With a pair of all-time great albums under his belt in 2013’s ‘Immunity’ and 2018’s ‘Singularity’, Hopkins has branched out into more conceptual fare of late. Following the atmospheric sound bath ‘Music For Psychedelic Therapy’ he’s come up with ‘Ritual’, another elaborate exercise in soul-cleansing cosmic-tronica.
The album, which was originally written to accompany a psychedelic art installation called the Dreamachine, is essentially one piece of music split into seven tracks.
Appropriately, it mirrors the almost-there feeling sparked by that immersive new age experience: it’s pretty, sometimes emotionally involving, but leaves you wanting a lot more.
Every track contains its own traces of beauty, from the arpeggios on part ii - palace / illusion that gradually bloom into part iii - transcend / lament’s panoramic pulses to part viii - nothing is lost’s truly gorgeous piano keys closer.
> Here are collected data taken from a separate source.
use std::{fs, path::Path};
use crate::config::proc_initiator::initiate_default_values;
use crate::config::proc_validator;
use crate::config::service::ServiceConfig;
use crate::observability::metrics::get_metrics;
use anyhow::{anyhow, Result};
use regex::Regex;
use tracing::{debug, error};

/// Load and validate config from YAML file
pub async fn file_to_config(path: &Path) -> Result<ServiceConfig> {
    let content = fs::read_to_string(path)?;

    let expanded = expand_env_vars(&content);
    parse_config(expanded).await
}

pub async fn parse_config(content: String) -> Result<ServiceConfig> {
    let metrics = get_metrics().await;
    let mut service_config: ServiceConfig = serde_yaml::from_str(&content)
        .inspect_err(|e| {
            error!("parse config error: {}", e);
            metrics.config_validation_errors.inc();
        })?;

    service_config = initiate_default_values(service_config);
    debug!("validation config ...");
    proc_validator::validate_service_config(&service_config)
        .await
        .map_err(|errors| {
            anyhow!(
                "config is not valid, total errors:{}, \n{}",
                errors.len(),
                errors.join("\n")
            )
        })?;

    Ok(service_config)
}

/// Replace `${VAR}` and `${VAR:default}` with environment values
fn expand_env_vars(input: &str) -> String {
    let re = Regex::new(r"\$\{(\w+)(?::([^\}]+))?\}").expect("static regex");
    re.replace_all(input, |caps: &regex::Captures| {
        let var = &caps[1];
        let default = caps.get(2).map(|m| m.as_str()).unwrap_or("");
        std::env::var(var).unwrap_or_else(|_| default.to_string())
    })
    .to_string()
}

#[cfg(test)]
mod tests {
    use super::*;
    use crate::config::service::SecretValue;
    use crate::config::settings::LogFormat;
    use serial_test::serial;
    use std::io::Write;

    #[tokio::test]
    async fn minimal_config_gets_defaults() {
        let yaml = r#"
credentials:
  client_id: { value: "abc" }
  client_secret: { from_env: CRITEO_CLIENT_SECRET }
"#;
        let cfg = parse_config(yaml.to_owned()).await.unwrap();
        assert_eq!(cfg.settings.api.base_url, "https://api.criteo.com");
        assert!(cfg.settings.api.timeout_ms.is_none());
        assert!(!cfg.settings.continue_on_fail);
        assert!(!cfg.settings.metrics.is_enabled);
        let logging = cfg.settings.logging.unwrap();
        assert_eq!(logging.level, "info");
        assert_eq!(logging.format, LogFormat::Compact);
        assert!(matches!(cfg.credentials.client_secret, SecretValue::FromEnv { .. }));
    }

    #[tokio::test]
    async fn invalid_config_reports_all_errors() {
        let yaml = r#"
settings:
  api:
    base_url: "ftp://api.criteo.com"
    timeout_ms: 0
  logging:
    level: loud
    format: json
credentials:
  client_id: { value: "" }
  client_secret: { value: "s" }
"#;
        let err = parse_config(yaml.to_owned()).await.unwrap_err().to_string();
        assert!(err.contains("total errors:4"), "{err}");
        assert!(err.contains("settings.api.base_url"));
        assert!(err.contains("settings.api.timeout_ms"));
        assert!(err.contains("settings.logging.level"));
        assert!(err.contains("credentials.client_id"));
    }

    #[tokio::test]
    #[serial]
    async fn file_config_expands_env_placeholders() {
        std::env::set_var("AUDIENCE_AGENT_TEST_BASE_URL", "http://127.0.0.1:9999");
        let mut file = tempfile::NamedTempFile::new().unwrap();
        write!(
            file,
            r#"
settings:
  api:
    base_url: "${{AUDIENCE_AGENT_TEST_BASE_URL}}/"
  continue_on_fail: ${{AUDIENCE_AGENT_TEST_TOLERATE:true}}
credentials:
  client_id: {{ value: "abc" }}
  client_secret: {{ value: "def" }}
"#
        )
        .unwrap();

        let cfg = file_to_config(file.path()).await.unwrap();
        assert_eq!(cfg.settings.api.base_url, "http://127.0.0.1:9999");
        assert!(cfg.settings.continue_on_fail);
        std::env::remove_var("AUDIENCE_AGENT_TEST_BASE_URL");
    }
}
But the experiment mainly fails as a result of comparison to Hopkins’ earlier masterworks. Its central structural conceit (splitting one musical piece into seven) means that it doesn’t feel as rich as his previous efforts, which crammed as many ideas as we get here into just one of their tracks. ‘Ritual’ contains multitudes, but fails solely on the basis that we know its creator has even more to give.